▶ _WHAT TO PRODUCE_
Once you have read the records below, report how many lines contain the word "total", and give nothing besides that number.

▶ _PROVIDED DATA_
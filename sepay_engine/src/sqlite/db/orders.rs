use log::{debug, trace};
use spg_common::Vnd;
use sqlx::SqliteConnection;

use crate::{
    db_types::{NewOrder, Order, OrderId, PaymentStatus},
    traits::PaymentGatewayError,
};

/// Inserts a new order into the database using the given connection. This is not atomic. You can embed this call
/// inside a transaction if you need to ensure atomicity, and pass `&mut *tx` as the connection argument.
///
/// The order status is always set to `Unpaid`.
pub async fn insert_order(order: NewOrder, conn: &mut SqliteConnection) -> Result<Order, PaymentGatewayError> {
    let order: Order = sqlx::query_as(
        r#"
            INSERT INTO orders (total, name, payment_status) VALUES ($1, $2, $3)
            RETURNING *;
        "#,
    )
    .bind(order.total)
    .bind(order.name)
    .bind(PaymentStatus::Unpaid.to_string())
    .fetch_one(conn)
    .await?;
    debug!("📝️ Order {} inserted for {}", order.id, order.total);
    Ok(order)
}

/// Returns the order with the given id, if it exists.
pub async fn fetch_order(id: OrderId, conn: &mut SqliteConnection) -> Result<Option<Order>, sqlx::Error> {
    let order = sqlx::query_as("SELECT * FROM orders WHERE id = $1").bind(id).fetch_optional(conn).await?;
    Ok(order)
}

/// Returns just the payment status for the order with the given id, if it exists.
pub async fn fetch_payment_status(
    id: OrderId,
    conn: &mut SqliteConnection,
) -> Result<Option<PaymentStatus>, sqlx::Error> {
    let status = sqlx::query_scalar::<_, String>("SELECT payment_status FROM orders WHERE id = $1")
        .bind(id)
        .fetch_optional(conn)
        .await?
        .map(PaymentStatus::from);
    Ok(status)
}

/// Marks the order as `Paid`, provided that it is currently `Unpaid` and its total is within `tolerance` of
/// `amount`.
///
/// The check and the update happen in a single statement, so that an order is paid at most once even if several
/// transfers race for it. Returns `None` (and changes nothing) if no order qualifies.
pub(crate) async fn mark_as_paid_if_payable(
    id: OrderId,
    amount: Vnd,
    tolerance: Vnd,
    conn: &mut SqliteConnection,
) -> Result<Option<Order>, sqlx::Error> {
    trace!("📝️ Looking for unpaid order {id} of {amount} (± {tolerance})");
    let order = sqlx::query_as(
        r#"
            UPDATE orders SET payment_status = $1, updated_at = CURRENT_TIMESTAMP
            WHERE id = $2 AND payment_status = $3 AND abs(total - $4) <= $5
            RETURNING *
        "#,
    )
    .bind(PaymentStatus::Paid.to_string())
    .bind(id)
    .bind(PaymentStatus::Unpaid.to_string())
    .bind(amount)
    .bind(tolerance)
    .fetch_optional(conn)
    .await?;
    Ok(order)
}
* * *
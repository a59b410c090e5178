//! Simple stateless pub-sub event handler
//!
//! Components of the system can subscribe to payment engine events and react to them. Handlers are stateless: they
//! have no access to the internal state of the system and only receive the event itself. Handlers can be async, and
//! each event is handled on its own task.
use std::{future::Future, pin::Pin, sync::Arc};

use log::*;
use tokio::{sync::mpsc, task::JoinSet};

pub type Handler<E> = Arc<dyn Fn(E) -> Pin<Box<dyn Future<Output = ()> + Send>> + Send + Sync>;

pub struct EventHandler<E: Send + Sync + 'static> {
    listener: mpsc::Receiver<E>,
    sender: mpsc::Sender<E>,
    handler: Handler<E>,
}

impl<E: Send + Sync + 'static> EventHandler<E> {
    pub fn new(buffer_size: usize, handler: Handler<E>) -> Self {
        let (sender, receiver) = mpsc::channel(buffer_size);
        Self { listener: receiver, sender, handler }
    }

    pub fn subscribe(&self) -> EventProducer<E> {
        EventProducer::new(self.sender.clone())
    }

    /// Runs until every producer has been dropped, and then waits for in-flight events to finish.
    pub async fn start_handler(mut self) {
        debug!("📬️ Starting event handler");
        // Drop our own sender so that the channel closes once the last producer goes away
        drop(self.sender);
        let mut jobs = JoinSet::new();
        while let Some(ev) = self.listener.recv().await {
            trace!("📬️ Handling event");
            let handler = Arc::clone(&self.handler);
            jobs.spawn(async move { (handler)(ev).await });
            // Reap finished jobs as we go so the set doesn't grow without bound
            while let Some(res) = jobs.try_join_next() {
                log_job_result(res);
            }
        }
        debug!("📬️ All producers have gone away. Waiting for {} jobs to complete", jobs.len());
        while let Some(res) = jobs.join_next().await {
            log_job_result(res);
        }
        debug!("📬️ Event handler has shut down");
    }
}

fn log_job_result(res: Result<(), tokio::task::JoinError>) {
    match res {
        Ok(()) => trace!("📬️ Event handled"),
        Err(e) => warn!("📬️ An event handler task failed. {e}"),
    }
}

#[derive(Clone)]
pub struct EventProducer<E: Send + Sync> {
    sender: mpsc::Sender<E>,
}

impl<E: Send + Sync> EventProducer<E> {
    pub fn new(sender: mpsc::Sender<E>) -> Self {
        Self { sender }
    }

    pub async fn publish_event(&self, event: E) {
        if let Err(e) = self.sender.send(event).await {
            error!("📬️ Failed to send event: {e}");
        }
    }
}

▶ _ANSWER_
5